The key result in this repeated-game model of an ongoing supply relationship is that the size of the incentive to renege on a relational contract (i.e., the extent to which the payoff from defection exceeds the payoff from cooperation in Figure 2) depends on who owns the asset. Consequently, implementing the best feasible relational contract requires making the right choice about integration. In certain settings, integration supports a better relational contract than non-integration can; in other settings, the reverse holds. The remainder of this section is devoted to explaining this key result.

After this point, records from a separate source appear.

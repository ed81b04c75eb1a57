use std::fmt::Write as _;

/// One variable slot per lowercase letter.
pub const SLOT_COUNT: usize = 26;

/// A variable slot within a session, indexed by letter (`a` = 0 .. `z` = 25).
#[derive(Clone, Copy, Debug, Hash, Eq, PartialEq)]
pub struct Slot(u8);

impl Slot {
    /// Build a slot from an ASCII letter, case-folded. Returns `None` for
    /// anything that is not a single alphabetic ASCII character.
    pub fn from_letter(c: char) -> Option<Self> {
        if c.is_ascii_alphabetic() {
            Some(Self(c.to_ascii_lowercase() as u8 - b'a'))
        } else {
            None
        }
    }

    /// All 26 slots in ascending letter order.
    pub fn all() -> impl Iterator<Item = Slot> {
        (0..SLOT_COUNT as u8).map(Slot)
    }

    pub fn index(self) -> usize {
        self.0 as usize
    }

    pub fn letter(self) -> char {
        (b'a' + self.0) as char
    }
}

/// The full state of one session: 26 slots, each undefined or holding a
/// float. An undefined slot has no value at all — it must never be read
/// as zero.
#[derive(Clone, Copy, Debug, PartialEq)]
pub struct Session {
    defined: [bool; SLOT_COUNT],
    values: [f64; SLOT_COUNT],
}

impl Default for Session {
    fn default() -> Self {
        Self {
            defined: [false; SLOT_COUNT],
            values: [0.0; SLOT_COUNT],
        }
    }
}

impl Session {
    pub fn new() -> Self {
        Self::default()
    }

    /// The slot's value, or `None` while the slot is undefined.
    pub fn get(&self, slot: Slot) -> Option<f64> {
        if self.defined[slot.index()] {
            Some(self.values[slot.index()])
        } else {
            None
        }
    }

    /// Define the slot and store a value.
    pub fn set(&mut self, slot: Slot, value: f64) {
        self.defined[slot.index()] = true;
        self.values[slot.index()] = value;
    }

    pub fn defined_count(&self) -> usize {
        self.defined.iter().filter(|d| **d).count()
    }

    /// Defined (slot, value) pairs in ascending letter order.
    pub fn iter_defined(&self) -> impl Iterator<Item = (Slot, f64)> + '_ {
        Slot::all().filter_map(|s| self.get(s).map(|v| (s, v)))
    }

    /// Render the session to the broadcast wire format: one line per
    /// defined slot, ascending letter order. Values under 1000 in
    /// magnitude use fixed 6-decimal precision, larger ones scientific
    /// notation with an 8-digit mantissa.
    pub fn render(&self) -> String {
        let mut out = String::new();
        for (slot, value) in self.iter_defined() {
            if value.abs() < 1000.0 {
                let _ = writeln!(out, "{} = {:.6}", slot.letter(), value);
            } else {
                let _ = writeln!(out, "{} = {:.8e}", slot.letter(), value);
            }
        }
        out
    }
}
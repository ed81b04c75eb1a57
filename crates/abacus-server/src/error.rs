#[derive(Debug, thiserror::Error)]
pub enum RegistryError {
    #[error("connection registry full (max {0} connections)")]
    RegistryFull(usize),
}

#[derive(Clone, Debug, PartialEq, thiserror::Error)]
pub enum ProtocolError {
    #[error("malformed session id {0:?} in handshake")]
    BadHandshake(String),
}
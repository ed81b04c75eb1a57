//! Terminal client: handshakes with the server, remembers its session id
//! in a cookie file, prints every broadcast, and forwards stdin lines
//! until `exit`.

use std::path::{Path, PathBuf};

use anyhow::{bail, Context};
use clap::Parser;
use tokio::io::{AsyncBufReadExt, AsyncWriteExt, BufReader};
use tokio::net::TcpStream;

const COOKIE_PATH: &str = "./abacus.cookie";

/// Shared-session calculator client.
#[derive(Parser, Debug)]
#[command(name = "abacus-client", disable_help_flag = true)]
struct Args {
    /// Server host.
    #[arg(long, short = 'h', default_value = "127.0.0.1")]
    host: String,

    /// Server port (1024 or above).
    #[arg(long, short = 'p', default_value_t = 9000)]
    port: u16,

    /// Print help.
    #[arg(long, action = clap::ArgAction::Help)]
    help: Option<bool>,
}

/// Ports below 1024 need elevated privileges; refuse them before any
/// socket is opened.
fn validate_port(port: u16) -> anyhow::Result<()> {
    if port < 1024 {
        bail!("invalid port {port} (must be 1024 or above)");
    }
    Ok(())
}

/// The remembered session id, or `-1` when there is no usable cookie.
fn load_cookie(path: &Path) -> i64 {
    std::fs::read_to_string(path)
        .ok()
        .and_then(|s| s.trim().parse().ok())
        .filter(|id| *id >= 0)
        .unwrap_or(-1)
}

fn save_cookie(path: &Path, session_id: i64) -> std::io::Result<()> {
    std::fs::write(path, session_id.to_string())
}

#[tokio::main]
async fn main() -> anyhow::Result<()> {
    let args = Args::parse();
    validate_port(args.port)?;

    let cookie_path = PathBuf::from(COOKIE_PATH);
    let remembered = load_cookie(&cookie_path);

    let stream = TcpStream::connect((args.host.as_str(), args.port))
        .await
        .with_context(|| format!("failed to connect to {}:{}", args.host, args.port))?;
    println!("Connected to {}:{}.", args.host, args.port);

    let (read_half, mut write_half) = stream.into_split();
    let mut server_reader = BufReader::new(read_half);

    // Handshake: offer the remembered id, accept the server's answer as
    // authoritative.
    write_half
        .write_all(format!("{remembered}\n").as_bytes())
        .await?;
    let mut response = String::new();
    server_reader.read_line(&mut response).await?;
    let session_id: i64 = response
        .trim()
        .parse()
        .context("malformed handshake response")?;
    println!("Running session #{session_id}.");

    if let Err(e) = save_cookie(&cookie_path, session_id) {
        eprintln!("warning: could not save cookie: {e}");
    }

    // Listener: print every server message until the connection closes.
    let listener = tokio::spawn(async move {
        let mut line = String::new();
        loop {
            line.clear();
            match server_reader.read_line(&mut line).await {
                Ok(0) | Err(_) => break,
                Ok(_) => print!("{line}"),
            }
        }
    });

    // Forward stdin lines; `exit` (any case) is sent along before closing.
    let mut stdin = BufReader::new(tokio::io::stdin()).lines();
    while let Some(line) = stdin.next_line().await? {
        let command = line.trim();
        if command.is_empty() {
            continue;
        }
        write_half
            .write_all(format!("{command}\n").as_bytes())
            .await?;
        if command.eq_ignore_ascii_case("exit") {
            break;
        }
    }

    drop(write_half);
    let _ = listener.await;
    println!("Closed the connection to {}:{}.", args.host, args.port);
    Ok(())
}

#[cfg(test)]
mod tests {
    use super::*;

    fn temp_cookie() -> PathBuf {
        let dir = std::env::temp_dir().join(format!("abacus-client-test-{}", uuid::Uuid::now_v7()));
        std::fs::create_dir_all(&dir).unwrap();
        dir.join("abacus.cookie")
    }

    #[test]
    fn privileged_ports_are_rejected() {
        assert!(validate_port(80).is_err());
        assert!(validate_port(1023).is_err());
    }

    #[test]
    fn unprivileged_ports_are_accepted() {
        assert!(validate_port(1024).is_ok());
        assert!(validate_port(9000).is_ok());
    }

    #[test]
    fn missing_cookie_means_new_session() {
        assert_eq!(load_cookie(Path::new("/nonexistent/abacus.cookie")), -1);
    }

    #[test]
    fn cookie_roundtrip() {
        let path = temp_cookie();
        save_cookie(&path, 7).unwrap();
        assert_eq!(load_cookie(&path), 7);
        let _ = std::fs::remove_dir_all(path.parent().unwrap());
    }

    #[test]
    fn corrupt_cookie_means_new_session() {
        let path = temp_cookie();
        std::fs::write(&path, "not a number").unwrap();
        assert_eq!(load_cookie(&path), -1);

        std::fs::write(&path, "-5").unwrap();
        assert_eq!(load_cookie(&path), -1);
        let _ = std::fs::remove_dir_all(path.parent().unwrap());
    }
}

To begin, suppose that the upstream party owns the asset. This case gives rise to the classic “hold-up” problem, because the upstream party can threaten to consign the good to its alternative use unless the downstream party pays a high price. That is, Crown could threaten to sell the cans to Coke. In the model, Pepsi’s value for the cans is Q and Coke’s is only R < Q. Thus, Crown’s threat to sell the cans to Coke should not be carried out, because Pepsi is willing to pay more than R for the cans. Instead, after such a threat, suppose that Crown and Pepsi agree on some price between R and Q. The key point is that Crown will receive at least R, and this in turn gives Crown an incentive to take actions that increase P: Crown will pay attention to Coke so as to improve its bargaining position with Pepsi. But actions that increase R may have no (or even negative) effect on Q. Thus, Crown may find it privately optimal to take actions that give it a larger share of a smaller total surplus in its relationship with Pepsi. Such actions are inefficient: both Crown and Pepsi could be made better off if those actions were stopped.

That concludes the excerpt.